- **About this task**: Copy, exactly and without additions, every line in the records below from the one holding "assert!(space.is_empty());" through the one holding "assert_eq!(banner.name(), body.name());", both ends included.

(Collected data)
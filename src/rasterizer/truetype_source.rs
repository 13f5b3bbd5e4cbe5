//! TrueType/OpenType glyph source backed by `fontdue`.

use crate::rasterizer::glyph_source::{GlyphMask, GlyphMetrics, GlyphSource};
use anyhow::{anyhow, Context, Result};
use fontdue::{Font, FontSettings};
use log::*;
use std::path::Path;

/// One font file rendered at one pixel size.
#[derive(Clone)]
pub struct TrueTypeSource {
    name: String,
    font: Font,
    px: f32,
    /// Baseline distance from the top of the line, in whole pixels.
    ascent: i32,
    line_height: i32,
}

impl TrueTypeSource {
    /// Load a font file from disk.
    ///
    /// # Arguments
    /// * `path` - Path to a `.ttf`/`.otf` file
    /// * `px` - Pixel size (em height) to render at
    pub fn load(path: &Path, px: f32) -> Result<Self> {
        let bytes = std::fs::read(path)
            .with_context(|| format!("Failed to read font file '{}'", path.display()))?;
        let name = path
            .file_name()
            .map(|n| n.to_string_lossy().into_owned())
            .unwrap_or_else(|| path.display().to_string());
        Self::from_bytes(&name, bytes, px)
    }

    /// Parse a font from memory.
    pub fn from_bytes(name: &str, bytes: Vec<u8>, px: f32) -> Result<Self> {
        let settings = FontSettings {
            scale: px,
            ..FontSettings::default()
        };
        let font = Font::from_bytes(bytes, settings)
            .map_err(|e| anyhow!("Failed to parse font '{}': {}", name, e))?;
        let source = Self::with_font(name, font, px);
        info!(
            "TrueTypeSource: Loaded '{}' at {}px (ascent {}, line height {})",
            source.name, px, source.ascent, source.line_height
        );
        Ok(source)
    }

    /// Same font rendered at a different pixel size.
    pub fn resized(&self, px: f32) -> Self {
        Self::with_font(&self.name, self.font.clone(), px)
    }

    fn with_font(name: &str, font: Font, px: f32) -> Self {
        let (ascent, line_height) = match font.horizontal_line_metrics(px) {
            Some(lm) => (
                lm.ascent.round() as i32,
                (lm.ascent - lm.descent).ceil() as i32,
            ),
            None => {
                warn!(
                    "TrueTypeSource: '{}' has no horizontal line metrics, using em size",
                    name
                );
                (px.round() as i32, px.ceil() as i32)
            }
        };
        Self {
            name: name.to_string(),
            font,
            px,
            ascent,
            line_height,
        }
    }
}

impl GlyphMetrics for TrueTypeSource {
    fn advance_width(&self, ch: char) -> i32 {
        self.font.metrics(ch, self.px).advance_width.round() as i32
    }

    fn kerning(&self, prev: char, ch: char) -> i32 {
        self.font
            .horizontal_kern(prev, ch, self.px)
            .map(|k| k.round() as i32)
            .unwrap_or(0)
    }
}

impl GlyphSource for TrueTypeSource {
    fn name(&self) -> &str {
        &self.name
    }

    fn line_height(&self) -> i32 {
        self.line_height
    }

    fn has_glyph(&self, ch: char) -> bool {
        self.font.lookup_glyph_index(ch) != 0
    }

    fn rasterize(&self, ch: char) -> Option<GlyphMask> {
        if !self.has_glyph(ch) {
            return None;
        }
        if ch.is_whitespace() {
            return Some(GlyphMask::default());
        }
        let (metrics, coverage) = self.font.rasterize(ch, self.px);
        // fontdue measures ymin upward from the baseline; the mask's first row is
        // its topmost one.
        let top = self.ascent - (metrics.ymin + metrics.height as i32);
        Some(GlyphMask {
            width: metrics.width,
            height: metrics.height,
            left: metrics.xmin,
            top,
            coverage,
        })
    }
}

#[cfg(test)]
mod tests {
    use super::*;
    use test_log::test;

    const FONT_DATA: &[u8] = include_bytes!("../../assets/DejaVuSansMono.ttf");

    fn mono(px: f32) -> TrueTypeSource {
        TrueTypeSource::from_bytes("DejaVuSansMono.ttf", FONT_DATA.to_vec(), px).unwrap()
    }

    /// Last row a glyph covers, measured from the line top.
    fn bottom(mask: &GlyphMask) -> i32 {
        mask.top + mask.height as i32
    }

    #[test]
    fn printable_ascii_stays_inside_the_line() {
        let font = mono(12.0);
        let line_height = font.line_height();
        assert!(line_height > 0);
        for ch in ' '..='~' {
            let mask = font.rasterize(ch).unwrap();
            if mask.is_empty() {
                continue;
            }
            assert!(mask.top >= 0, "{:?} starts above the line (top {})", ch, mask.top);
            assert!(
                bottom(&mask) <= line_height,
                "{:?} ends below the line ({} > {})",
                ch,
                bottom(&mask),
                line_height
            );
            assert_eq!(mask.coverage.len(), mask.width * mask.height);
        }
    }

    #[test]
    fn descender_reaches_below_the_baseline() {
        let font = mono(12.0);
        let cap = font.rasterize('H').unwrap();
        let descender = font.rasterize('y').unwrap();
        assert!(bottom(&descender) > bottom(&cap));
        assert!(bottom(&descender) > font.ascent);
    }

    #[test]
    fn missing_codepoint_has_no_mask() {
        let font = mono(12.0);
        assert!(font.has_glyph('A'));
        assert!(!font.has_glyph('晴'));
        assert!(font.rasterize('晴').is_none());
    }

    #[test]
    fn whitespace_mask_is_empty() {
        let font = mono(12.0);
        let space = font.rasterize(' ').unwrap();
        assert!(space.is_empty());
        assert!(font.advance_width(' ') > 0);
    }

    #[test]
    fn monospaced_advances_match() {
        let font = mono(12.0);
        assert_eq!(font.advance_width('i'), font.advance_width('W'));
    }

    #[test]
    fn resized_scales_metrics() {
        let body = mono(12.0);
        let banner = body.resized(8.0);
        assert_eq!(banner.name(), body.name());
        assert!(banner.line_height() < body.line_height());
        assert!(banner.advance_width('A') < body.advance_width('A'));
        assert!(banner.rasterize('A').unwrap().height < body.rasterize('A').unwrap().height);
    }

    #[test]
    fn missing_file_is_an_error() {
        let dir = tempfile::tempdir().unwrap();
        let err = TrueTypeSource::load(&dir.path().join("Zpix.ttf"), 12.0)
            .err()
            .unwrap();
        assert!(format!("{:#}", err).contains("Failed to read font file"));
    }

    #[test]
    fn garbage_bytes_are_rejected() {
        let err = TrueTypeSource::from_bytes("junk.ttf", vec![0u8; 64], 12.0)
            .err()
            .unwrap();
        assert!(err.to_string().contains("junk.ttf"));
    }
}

- **Task result**:
        assert!(space.is_empty());
        assert!(font.advance_width(' ') > 0);
    }

    #[test]
    fn monospaced_advances_match() {
        let font = mono(12.0);
        assert_eq!(font.advance_width('i'), font.advance_width('W'));
    }

    #[test]
    fn resized_scales_metrics() {
        let body = mono(12.0);
        let banner = body.resized(8.0);
        assert_eq!(banner.name(), body.name());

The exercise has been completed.